#### Data for this exercise ####

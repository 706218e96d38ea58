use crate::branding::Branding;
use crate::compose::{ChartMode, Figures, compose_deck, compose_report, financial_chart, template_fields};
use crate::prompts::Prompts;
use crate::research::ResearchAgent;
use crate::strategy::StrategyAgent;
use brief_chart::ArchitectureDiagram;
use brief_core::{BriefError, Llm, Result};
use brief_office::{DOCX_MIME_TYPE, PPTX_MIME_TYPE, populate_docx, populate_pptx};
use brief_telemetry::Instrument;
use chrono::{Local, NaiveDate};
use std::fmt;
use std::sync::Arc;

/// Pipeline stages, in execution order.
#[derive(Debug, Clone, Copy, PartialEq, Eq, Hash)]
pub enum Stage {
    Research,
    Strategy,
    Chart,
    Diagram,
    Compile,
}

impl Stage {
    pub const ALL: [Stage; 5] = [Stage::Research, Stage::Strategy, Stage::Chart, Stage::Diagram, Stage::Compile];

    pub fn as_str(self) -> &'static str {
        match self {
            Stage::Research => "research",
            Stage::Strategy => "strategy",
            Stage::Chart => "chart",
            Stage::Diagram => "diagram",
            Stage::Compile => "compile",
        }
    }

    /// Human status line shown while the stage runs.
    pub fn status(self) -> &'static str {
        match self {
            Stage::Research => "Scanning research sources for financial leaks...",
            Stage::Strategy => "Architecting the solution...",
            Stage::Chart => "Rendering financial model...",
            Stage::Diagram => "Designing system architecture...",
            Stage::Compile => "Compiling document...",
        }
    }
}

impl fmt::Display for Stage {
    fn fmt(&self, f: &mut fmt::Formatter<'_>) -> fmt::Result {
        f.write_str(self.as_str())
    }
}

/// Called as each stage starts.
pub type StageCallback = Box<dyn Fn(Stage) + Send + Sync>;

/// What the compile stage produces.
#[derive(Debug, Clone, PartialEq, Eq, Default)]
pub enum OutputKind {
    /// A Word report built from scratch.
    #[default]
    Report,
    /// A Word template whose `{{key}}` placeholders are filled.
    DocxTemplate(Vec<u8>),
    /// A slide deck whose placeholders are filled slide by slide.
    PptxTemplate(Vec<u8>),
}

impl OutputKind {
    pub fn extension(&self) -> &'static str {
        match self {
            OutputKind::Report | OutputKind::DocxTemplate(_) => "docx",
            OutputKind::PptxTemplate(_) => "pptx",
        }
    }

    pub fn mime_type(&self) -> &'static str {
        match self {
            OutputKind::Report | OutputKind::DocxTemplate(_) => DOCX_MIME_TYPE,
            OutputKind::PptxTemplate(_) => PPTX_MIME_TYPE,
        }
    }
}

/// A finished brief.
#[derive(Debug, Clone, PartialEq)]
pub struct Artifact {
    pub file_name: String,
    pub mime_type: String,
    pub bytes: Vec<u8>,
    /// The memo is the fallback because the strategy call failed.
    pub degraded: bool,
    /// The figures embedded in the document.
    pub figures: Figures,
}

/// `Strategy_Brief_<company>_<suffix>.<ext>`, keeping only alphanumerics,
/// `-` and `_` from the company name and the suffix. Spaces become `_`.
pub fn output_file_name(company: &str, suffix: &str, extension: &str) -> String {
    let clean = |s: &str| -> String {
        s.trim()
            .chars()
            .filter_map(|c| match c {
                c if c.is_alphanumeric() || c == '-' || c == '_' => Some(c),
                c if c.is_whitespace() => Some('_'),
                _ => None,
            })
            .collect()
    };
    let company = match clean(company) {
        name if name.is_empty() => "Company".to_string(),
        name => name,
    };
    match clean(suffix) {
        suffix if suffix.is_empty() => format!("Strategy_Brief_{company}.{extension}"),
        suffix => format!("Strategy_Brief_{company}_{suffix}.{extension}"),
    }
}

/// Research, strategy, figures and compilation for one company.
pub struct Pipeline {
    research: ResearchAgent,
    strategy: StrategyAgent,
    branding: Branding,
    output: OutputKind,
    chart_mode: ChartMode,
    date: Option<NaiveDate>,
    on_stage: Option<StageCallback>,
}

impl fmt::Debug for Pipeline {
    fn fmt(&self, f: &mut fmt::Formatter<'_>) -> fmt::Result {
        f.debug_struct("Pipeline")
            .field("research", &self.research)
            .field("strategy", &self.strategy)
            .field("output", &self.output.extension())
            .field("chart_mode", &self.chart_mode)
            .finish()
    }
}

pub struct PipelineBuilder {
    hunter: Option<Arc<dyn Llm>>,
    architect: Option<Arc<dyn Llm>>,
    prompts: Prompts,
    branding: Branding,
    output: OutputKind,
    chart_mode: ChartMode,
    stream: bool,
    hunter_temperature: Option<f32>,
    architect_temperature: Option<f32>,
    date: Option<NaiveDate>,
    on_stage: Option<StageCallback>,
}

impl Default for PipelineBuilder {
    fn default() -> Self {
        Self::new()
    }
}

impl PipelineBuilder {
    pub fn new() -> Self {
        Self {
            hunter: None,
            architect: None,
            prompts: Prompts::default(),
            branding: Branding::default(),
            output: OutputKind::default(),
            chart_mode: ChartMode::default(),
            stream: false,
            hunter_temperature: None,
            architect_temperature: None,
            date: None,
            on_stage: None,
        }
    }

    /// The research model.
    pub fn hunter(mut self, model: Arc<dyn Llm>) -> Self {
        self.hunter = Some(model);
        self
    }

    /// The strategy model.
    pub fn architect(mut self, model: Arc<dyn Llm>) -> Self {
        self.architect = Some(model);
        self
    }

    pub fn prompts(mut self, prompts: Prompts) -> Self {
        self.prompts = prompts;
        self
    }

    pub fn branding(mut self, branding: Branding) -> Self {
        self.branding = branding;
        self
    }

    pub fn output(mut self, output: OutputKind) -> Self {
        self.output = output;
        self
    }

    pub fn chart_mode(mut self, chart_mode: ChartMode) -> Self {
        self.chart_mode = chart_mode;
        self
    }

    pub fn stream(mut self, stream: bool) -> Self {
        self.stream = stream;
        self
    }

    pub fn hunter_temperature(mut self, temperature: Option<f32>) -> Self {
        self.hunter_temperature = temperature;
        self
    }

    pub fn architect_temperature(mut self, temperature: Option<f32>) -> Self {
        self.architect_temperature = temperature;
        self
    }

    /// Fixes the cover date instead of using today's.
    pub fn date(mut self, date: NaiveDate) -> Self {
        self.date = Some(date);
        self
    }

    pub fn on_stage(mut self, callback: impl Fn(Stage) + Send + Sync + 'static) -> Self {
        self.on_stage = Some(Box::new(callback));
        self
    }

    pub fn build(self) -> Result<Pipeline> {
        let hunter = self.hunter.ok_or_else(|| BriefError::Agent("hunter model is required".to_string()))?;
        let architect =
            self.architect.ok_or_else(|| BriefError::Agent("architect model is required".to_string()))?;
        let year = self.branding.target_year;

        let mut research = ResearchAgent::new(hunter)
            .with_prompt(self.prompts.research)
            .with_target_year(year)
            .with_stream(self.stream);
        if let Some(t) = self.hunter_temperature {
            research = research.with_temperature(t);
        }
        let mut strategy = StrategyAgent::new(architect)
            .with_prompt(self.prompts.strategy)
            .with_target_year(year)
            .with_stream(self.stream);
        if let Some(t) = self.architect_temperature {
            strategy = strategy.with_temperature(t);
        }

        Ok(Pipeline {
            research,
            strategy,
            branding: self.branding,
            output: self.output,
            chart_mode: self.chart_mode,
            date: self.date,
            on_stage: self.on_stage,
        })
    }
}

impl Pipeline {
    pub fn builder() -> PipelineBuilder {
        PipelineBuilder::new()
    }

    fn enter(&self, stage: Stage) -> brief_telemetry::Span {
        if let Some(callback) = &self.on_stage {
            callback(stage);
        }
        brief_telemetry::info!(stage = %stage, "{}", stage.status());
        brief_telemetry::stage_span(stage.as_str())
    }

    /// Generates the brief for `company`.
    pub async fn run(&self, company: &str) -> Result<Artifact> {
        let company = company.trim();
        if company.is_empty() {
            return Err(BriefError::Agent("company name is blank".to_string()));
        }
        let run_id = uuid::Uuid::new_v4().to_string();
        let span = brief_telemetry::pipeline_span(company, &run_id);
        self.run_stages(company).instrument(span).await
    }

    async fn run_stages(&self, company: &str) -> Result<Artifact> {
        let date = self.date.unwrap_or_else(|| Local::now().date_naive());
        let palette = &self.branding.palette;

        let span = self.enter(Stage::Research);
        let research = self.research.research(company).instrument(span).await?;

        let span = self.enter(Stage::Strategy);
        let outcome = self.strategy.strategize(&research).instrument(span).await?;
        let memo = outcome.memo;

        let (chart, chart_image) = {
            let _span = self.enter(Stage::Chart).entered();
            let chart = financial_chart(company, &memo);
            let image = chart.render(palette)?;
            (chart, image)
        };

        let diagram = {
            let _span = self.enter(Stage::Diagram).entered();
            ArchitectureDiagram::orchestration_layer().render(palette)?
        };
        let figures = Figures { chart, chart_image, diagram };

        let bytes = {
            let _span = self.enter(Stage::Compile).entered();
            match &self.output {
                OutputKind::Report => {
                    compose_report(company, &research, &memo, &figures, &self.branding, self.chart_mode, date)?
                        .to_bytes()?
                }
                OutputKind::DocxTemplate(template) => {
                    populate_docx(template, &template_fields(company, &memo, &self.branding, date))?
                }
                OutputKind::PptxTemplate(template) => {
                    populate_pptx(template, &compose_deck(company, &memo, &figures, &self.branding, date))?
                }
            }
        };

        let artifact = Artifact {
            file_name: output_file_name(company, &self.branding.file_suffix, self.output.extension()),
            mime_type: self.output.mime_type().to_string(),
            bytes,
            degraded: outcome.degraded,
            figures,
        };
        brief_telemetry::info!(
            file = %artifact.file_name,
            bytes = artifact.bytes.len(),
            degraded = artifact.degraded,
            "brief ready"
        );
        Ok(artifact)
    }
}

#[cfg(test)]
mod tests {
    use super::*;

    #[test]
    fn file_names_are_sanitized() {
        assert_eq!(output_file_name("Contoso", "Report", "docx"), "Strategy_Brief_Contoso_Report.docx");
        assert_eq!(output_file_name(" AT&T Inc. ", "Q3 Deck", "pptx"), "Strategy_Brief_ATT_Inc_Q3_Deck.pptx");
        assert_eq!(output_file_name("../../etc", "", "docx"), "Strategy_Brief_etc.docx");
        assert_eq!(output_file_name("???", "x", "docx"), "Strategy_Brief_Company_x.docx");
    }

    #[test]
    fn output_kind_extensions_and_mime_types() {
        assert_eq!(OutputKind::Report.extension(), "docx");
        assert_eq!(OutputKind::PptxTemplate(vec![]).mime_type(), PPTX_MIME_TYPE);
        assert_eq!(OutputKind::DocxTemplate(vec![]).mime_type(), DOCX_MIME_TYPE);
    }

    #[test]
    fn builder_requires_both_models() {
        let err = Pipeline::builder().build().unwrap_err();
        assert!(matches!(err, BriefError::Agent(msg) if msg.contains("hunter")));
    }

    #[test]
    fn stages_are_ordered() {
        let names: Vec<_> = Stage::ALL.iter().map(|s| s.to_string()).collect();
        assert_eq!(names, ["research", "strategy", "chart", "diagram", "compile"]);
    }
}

####

● **Problem requirements**
Repeat word for word the lines above that run from the line containing "self.date = Some(date);" through the line containing "strategy = strategy.with_temperature(t);", both ends included, and nothing else.

● **Result**
        self.date = Some(date);
        self
    }

    pub fn on_stage(mut self, callback: impl Fn(Stage) + Send + Sync + 'static) -> Self {
        self.on_stage = Some(Box::new(callback));
        self
    }

    pub fn build(self) -> Result<Pipeline> {
        let hunter = self.hunter.ok_or_else(|| BriefError::Agent("hunter model is required".to_string()))?;
        let architect =
            self.architect.ok_or_else(|| BriefError::Agent("architect model is required".to_string()))?;
        let year = self.branding.target_year;

        let mut research = ResearchAgent::new(hunter)
            .with_prompt(self.prompts.research)
            .with_target_year(year)
            .with_stream(self.stream);
        if let Some(t) = self.hunter_temperature {
            research = research.with_temperature(t);
        }
        let mut strategy = StrategyAgent::new(architect)
            .with_prompt(self.prompts.strategy)
            .with_target_year(year)
            .with_stream(self.stream);
        if let Some(t) = self.architect_temperature {
            strategy = strategy.with_temperature(t);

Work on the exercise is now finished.